---- DATA TO USE

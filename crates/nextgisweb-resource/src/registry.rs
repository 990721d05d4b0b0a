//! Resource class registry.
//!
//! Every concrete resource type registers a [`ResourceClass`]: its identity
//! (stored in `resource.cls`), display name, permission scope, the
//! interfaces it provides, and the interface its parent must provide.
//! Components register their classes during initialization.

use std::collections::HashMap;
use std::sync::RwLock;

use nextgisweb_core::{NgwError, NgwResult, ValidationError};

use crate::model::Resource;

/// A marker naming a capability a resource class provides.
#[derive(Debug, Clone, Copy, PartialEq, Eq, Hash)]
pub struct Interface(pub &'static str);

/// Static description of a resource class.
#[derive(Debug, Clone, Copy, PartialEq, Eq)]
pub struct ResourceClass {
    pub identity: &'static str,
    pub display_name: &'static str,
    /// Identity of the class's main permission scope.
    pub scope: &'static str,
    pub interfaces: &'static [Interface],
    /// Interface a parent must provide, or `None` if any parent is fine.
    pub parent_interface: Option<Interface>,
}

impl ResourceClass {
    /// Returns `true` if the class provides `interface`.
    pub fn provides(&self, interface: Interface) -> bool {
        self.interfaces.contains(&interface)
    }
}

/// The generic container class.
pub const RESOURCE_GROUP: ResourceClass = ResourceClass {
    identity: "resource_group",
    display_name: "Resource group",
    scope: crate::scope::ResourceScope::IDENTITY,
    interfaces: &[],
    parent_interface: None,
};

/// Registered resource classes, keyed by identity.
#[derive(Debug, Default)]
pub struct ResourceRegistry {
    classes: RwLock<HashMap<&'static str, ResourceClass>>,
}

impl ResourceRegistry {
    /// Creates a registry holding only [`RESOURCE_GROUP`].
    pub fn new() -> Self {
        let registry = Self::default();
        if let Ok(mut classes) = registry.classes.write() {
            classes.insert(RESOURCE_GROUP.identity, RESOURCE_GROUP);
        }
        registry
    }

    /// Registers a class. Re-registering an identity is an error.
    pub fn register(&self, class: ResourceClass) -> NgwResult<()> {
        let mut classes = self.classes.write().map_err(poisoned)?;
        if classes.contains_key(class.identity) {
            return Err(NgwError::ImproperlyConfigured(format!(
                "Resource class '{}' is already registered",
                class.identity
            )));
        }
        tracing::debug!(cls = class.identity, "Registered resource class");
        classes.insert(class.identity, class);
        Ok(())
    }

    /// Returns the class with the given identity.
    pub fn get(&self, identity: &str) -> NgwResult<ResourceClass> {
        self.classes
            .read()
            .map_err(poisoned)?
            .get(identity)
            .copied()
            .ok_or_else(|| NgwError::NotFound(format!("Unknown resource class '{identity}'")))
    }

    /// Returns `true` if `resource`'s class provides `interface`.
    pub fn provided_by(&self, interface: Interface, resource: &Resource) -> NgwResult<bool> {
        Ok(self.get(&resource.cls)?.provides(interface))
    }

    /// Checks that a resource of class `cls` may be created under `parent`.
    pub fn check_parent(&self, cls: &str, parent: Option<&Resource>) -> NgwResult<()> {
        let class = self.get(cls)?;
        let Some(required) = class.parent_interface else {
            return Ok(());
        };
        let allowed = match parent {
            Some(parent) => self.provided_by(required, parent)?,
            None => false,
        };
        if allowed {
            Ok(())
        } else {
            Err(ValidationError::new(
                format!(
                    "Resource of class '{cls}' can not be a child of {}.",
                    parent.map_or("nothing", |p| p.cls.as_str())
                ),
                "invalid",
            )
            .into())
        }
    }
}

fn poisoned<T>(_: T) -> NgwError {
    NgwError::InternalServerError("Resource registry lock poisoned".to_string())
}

--------

PROBLEM TO SOLVE:
All of the material must be reproduced exactly.

EXERCISE SOLUTION:
filename crates/nextgisweb-resource/src/registry.rs
repository 990721d05d4b0b0a
//! Resource class registry.
//!
//! Every concrete resource type registers a [`ResourceClass`]: its identity
//! (stored in `resource.cls`), display name, permission scope, the
//! interfaces it provides, and the interface its parent must provide.
//! Components register their classes during initialization.

use std::collections::HashMap;
use std::sync::RwLock;

use nextgisweb_core::{NgwError, NgwResult, ValidationError};

use crate::model::Resource;

/// A marker naming a capability a resource class provides.
#[derive(Debug, Clone, Copy, PartialEq, Eq, Hash)]
pub struct Interface(pub &'static str);

/// Static description of a resource class.
#[derive(Debug, Clone, Copy, PartialEq, Eq)]
pub struct ResourceClass {
    pub identity: &'static str,
    pub display_name: &'static str,
    /// Identity of the class's main permission scope.
    pub scope: &'static str,
    pub interfaces: &'static [Interface],
    /// Interface a parent must provide, or `None` if any parent is fine.
    pub parent_interface: Option<Interface>,
}

impl ResourceClass {
    /// Returns `true` if the class provides `interface`.
    pub fn provides(&self, interface: Interface) -> bool {
        self.interfaces.contains(&interface)
    }
}

/// The generic container class.
pub const RESOURCE_GROUP: ResourceClass = ResourceClass {
    identity: "resource_group",
    display_name: "Resource group",
    scope: crate::scope::ResourceScope::IDENTITY,
    interfaces: &[],
    parent_interface: None,
};

/// Registered resource classes, keyed by identity.
#[derive(Debug, Default)]
pub struct ResourceRegistry {
    classes: RwLock<HashMap<&'static str, ResourceClass>>,
}

impl ResourceRegistry {
    /// Creates a registry holding only [`RESOURCE_GROUP`].
    pub fn new() -> Self {
        let registry = Self::default();
        if let Ok(mut classes) = registry.classes.write() {
            classes.insert(RESOURCE_GROUP.identity, RESOURCE_GROUP);
        }
        registry
    }

    /// Registers a class. Re-registering an identity is an error.
    pub fn register(&self, class: ResourceClass) -> NgwResult<()> {
        let mut classes = self.classes.write().map_err(poisoned)?;
        if classes.contains_key(class.identity) {
            return Err(NgwError::ImproperlyConfigured(format!(
                "Resource class '{}' is already registered",
                class.identity
            )));
        }
        tracing::debug!(cls = class.identity, "Registered resource class");
        classes.insert(class.identity, class);
        Ok(())
    }

    /// Returns the class with the given identity.
    pub fn get(&self, identity: &str) -> NgwResult<ResourceClass> {
        self.classes
            .read()
            .map_err(poisoned)?
            .get(identity)
            .copied()
            .ok_or_else(|| NgwError::NotFound(format!("Unknown resource class '{identity}'")))
    }

    /// Returns `true` if `resource`'s class provides `interface`.
    pub fn provided_by(&self, interface: Interface, resource: &Resource) -> NgwResult<bool> {
        Ok(self.get(&resource.cls)?.provides(interface))
    }

    /// Checks that a resource of class `cls` may be created under `parent`.
    pub fn check_parent(&self, cls: &str, parent: Option<&Resource>) -> NgwResult<()> {
        let class = self.get(cls)?;
        let Some(required) = class.parent_interface else {
            return Ok(());
        };
        let allowed = match parent {
            Some(parent) => self.provided_by(required, parent)?,
            None => false,
        };
        if allowed {
            Ok(())
        } else {
            Err(ValidationError::new(
                format!(
                    "Resource of class '{cls}' can not be a child of {}.",
                    parent.map_or("nothing", |p| p.cls.as_str())
                ),
                "invalid",
            )
            .into())
        }
    }
}

fn poisoned<T>(_: T) -> NgwError {
    NgwError::InternalServerError("Resource registry lock poisoned".to_string())
}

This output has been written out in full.